One problem with this assertion is that the notion of claiming a right is very ambiguous: it can involve either (1) seeking recognition of one's right or (2) invoking an already-recognized right. The latter divides into several different possibilities. These include (a) seeking to engage a right (e.g., applying for state unemployment benefits when one cannot find work); (b) demanding compliance with a recognized right in the face of a threatened violation (e.g., a member of a minority group insisting on nondiscrimination from a realtor who is giving him or her the runaround); and (c) taking steps to bring about enforcement, compensation, or punishment when one's right has been violated (e.g., taking legal action to stop continual invasions of one's right to privacy by police).
Another problem concerns the claimant. Must it be the rightholder? Or can claiming by an interested party other than the rightholder serve as well? This difference is important since a self-effacing society might rely almost entirely on interested party claiming.
These questions show how imprecise it is to say that the distinctive feature of rights is found in the activity of claiming one's due. A further problem with this thesis is that we can easily imagine the concept of a right functioning in cultures where actions such as demanding, claiming, and protesting are frowned on as discourteous. If we generalize from the close connection between rights and claiming in many Western societies, we risk giving an ethnocentric account of the functions of rights – one that overemphasizes social and legal procedures for bringing about the recognition of rights and that suggests that other cultures cannot have or adopt the concept of rights unless they are or become pushy and litigious.
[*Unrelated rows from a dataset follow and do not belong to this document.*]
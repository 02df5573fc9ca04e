//! Markdown directory sink
//!
//! Writes one Markdown file per page and one per discovery manifest into a
//! single content directory.

use crate::output::{format_manifest, format_page_document, FILE_TIMESTAMP_FORMAT};
use crate::storage::traits::{PageRecord, PageSink, SitemapManifest, StorageResult};
use crate::url::{extract_host, file_stem, sanitize_file_name};
use std::fs::{File, OpenOptions};
use std::io::{ErrorKind, Write};
use std::path::{Path, PathBuf};

/// Highest numeric suffix tried before giving up on a file name
const MAX_NAME_SUFFIX: u32 = 1000;

/// Sink writing Markdown files into a content directory
#[derive(Debug, Clone)]
pub struct MarkdownDirSink {
    dir: PathBuf,
}

impl MarkdownDirSink {
    /// Creates the sink, creating `dir` (and parents) if needed
    pub fn new(dir: impl Into<PathBuf>) -> StorageResult<Self> {
        let dir = dir.into();
        std::fs::create_dir_all(&dir)?;
        Ok(Self { dir })
    }

    pub fn dir(&self) -> &Path {
        &self.dir
    }
}

impl PageSink for MarkdownDirSink {
    fn store_page(&self, page: &PageRecord) -> StorageResult<String> {
        let stem = format!(
            "{}_{}",
            file_stem(&page.url),
            page.fetched_at.format(FILE_TIMESTAMP_FORMAT)
        );
        let path = write_new_file(&self.dir, &stem, &format_page_document(page))?;
        tracing::debug!("Saved markdown file: {}", path.display());
        Ok(path.display().to_string())
    }

    fn store_manifest(&self, manifest: &SitemapManifest) -> StorageResult<String> {
        let host = extract_host(&manifest.base_url).unwrap_or_else(|| "site".to_string());
        let stem = format!(
            "{}_{}",
            sanitize_file_name(&format!("{}_sitemap_links", host)),
            manifest.discovered_at.format(FILE_TIMESTAMP_FORMAT)
        );
        let path = write_new_file(&self.dir, &stem, &format_manifest(manifest))?;
        tracing::info!("Saved sitemap links to markdown file: {}", path.display());
        Ok(path.display().to_string())
    }

    fn location(&self) -> String {
        self.dir.display().to_string()
    }
}

/// Writes `contents` to `{stem}.md`, or `{stem}_{n}.md` when taken
fn write_new_file(dir: &Path, stem: &str, contents: &str) -> StorageResult<PathBuf> {
    let (file, path) = create_unique_file(dir, stem, "md")?;
    fill_or_remove(file, &path, contents.as_bytes())?;
    Ok(path)
}

/// Writes `contents` through `writer`, deleting `path` if the write fails
fn fill_or_remove<W: Write>(mut writer: W, path: &Path, contents: &[u8]) -> std::io::Result<()> {
    let written = writer.write_all(contents).and_then(|_| writer.flush());
    if let Err(e) = written {
        drop(writer);
        if let Err(remove_err) = std::fs::remove_file(path) {
            tracing::warn!(
                "Failed to remove partial file {}: {}",
                path.display(),
                remove_err
            );
        }
        return Err(e);
    }
    Ok(())
}

/// Creates `{stem}.{extension}` in `dir`, adding `_1`, `_2`, ... when taken
///
/// Files are opened with `create_new`, so concurrent writers never share a
/// name and existing files are never overwritten.
pub(crate) fn create_unique_file(
    dir: &Path,
    stem: &str,
    extension: &str,
) -> std::io::Result<(File, PathBuf)> {
    for suffix in 0..=MAX_NAME_SUFFIX {
        let name = if suffix == 0 {
            format!("{}.{}", stem, extension)
        } else {
            format!("{}_{}.{}", stem, suffix, extension)
        };
        let path = dir.join(name);

        match OpenOptions::new().write(true).create_new(true).open(&path) {
            Ok(file) => return Ok((file, path)),
            Err(e) if e.kind() == ErrorKind::AlreadyExists => continue,
            Err(e) => return Err(e),
        }
    }

    Err(std::io::Error::new(
        ErrorKind::AlreadyExists,
        format!("no free file name for {} in {}", stem, dir.display()),
    ))
}
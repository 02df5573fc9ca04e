//! SQLite page sink
//!
//! This module provides a SQLite-based implementation of the PageSink trait.

use crate::storage::schema::initialize_schema;
use crate::storage::traits::{PageRecord, PageSink, SitemapManifest, StorageError, StorageResult};
use rusqlite::{params, Connection};
use std::path::{Path, PathBuf};
use std::sync::{Mutex, MutexGuard};

/// SQLite storage backend
///
/// A single connection is shared behind a mutex; writes are short and
/// serialized.
pub struct SqliteSink {
    conn: Mutex<Connection>,
    path: PathBuf,
}

impl SqliteSink {
    /// Opens or creates the database at `path`
    ///
    /// The parent directory is created when missing.
    ///
    /// # Returns
    ///
    /// * `Ok(SqliteSink)` - Successfully opened/created database
    /// * `Err(StorageError)` - Failed to open database
    pub fn new(path: &Path) -> StorageResult<Self> {
        if let Some(parent) = path.parent().filter(|p| !p.as_os_str().is_empty()) {
            std::fs::create_dir_all(parent)?;
        }

        let conn = Connection::open(path)?;

        conn.execute_batch(
            "
            PRAGMA journal_mode = WAL;
            PRAGMA synchronous = NORMAL;
            PRAGMA foreign_keys = ON;
        ",
        )?;

        initialize_schema(&conn)?;

        Ok(Self {
            conn: Mutex::new(conn),
            path: path.to_path_buf(),
        })
    }

    /// Creates an in-memory database (for testing)
    #[cfg(test)]
    pub fn new_in_memory() -> StorageResult<Self> {
        let conn = Connection::open_in_memory()?;
        conn.execute_batch("PRAGMA foreign_keys = ON;")?;
        initialize_schema(&conn)?;
        Ok(Self {
            conn: Mutex::new(conn),
            path: PathBuf::from(":memory:"),
        })
    }

    fn lock(&self) -> StorageResult<MutexGuard<'_, Connection>> {
        self.conn.lock().map_err(|_| StorageError::LockPoisoned)
    }

    fn reference(&self, table: &str, id: i64) -> String {
        format!("{}#{}/{}", self.path.display(), table, id)
    }
}

impl PageSink for SqliteSink {
    fn store_page(&self, page: &PageRecord) -> StorageResult<String> {
        let conn = self.lock()?;
        conn.execute(
            "INSERT INTO pages (url, title, content, fetched_at) VALUES (?1, ?2, ?3, ?4)",
            params![
                page.url,
                page.title,
                page.content,
                page.fetched_at.to_rfc3339()
            ],
        )?;
        Ok(self.reference("pages", conn.last_insert_rowid()))
    }

    fn store_manifest(&self, manifest: &SitemapManifest) -> StorageResult<String> {
        let mut conn = self.lock()?;
        let tx = conn.transaction()?;

        tx.execute(
            "INSERT INTO manifests (base_url, sitemap_url, discovered_at, total_urls)
             VALUES (?1, ?2, ?3, ?4)",
            params![
                manifest.base_url,
                manifest.sitemap_url,
                manifest.discovered_at.to_rfc3339(),
                manifest.urls.len() as i64
            ],
        )?;
        let manifest_id = tx.last_insert_rowid();

        {
            let mut stmt = tx.prepare(
                "INSERT INTO manifest_entries (manifest_id, position, url) VALUES (?1, ?2, ?3)",
            )?;
            for (position, url) in manifest.urls.iter().enumerate() {
                stmt.execute(params![manifest_id, position as i64 + 1, url])?;
            }
        }

        tx.commit()?;
        Ok(self.reference("manifests", manifest_id))
    }

    fn location(&self) -> String {
        self.path.display().to_string()
    }
}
Finally, it is not necessary to identify some particular speech act – claiming or anything else – as the single act which it is the special role of the rights vocabulary to perform. Most words can be utilized in a great many speech acts. Just as the word “good” can be used to perform many speech acts besides commending, the statement that someone has a right can be used to perform many speech acts besides claiming a right to A. Besides claiming rights, we can recognize them, question them, take them into account, disregard them, respect them, and use them as a basis for decision. Since these other activities give the rights vocabulary a functional role, perhaps all we should say about the connection between rights and claiming is that claiming things as someone's due is one of the characteristic things done by rights talk.
The Focusing Function
Duties focus on what the addressee must do, while rights focus on the benefit the rightholder will receive if the addressees satisfy their duties. By identifying in its scope a freedom or benefit to be made available, a right identifies the rationale of the various powers, immunities, duties, and liabilities that are part of the right. This is one way in which rights are different from duties. Richard Brandt makes this point as follows:
A manifesto of the Women's Movement might list innumerable duties of men, corporations, or government, in respect of women. But such a list would lack focus. After all there is a target here: that women have an equal opportunity for a good life. That is what all these duties are aimed at; the duties are what other people must do if women are to have an equally good life. In talking of a right to equal opportunity, we focus attention on the intended good (Brandt 1983).
The arguments in this section show that there is no single function of the concept of rights. Among other things, rights characteristically (1) provide a normative category that is binding, high priority, and definite; (2) confer and protect a sphere of authority; (3) confer and protect benefits or goods; (4) provide a normative vocabulary that allows for “claiming” in a variety of senses, by either rightholders or interested parties; and (5) provide a focus for particular duties.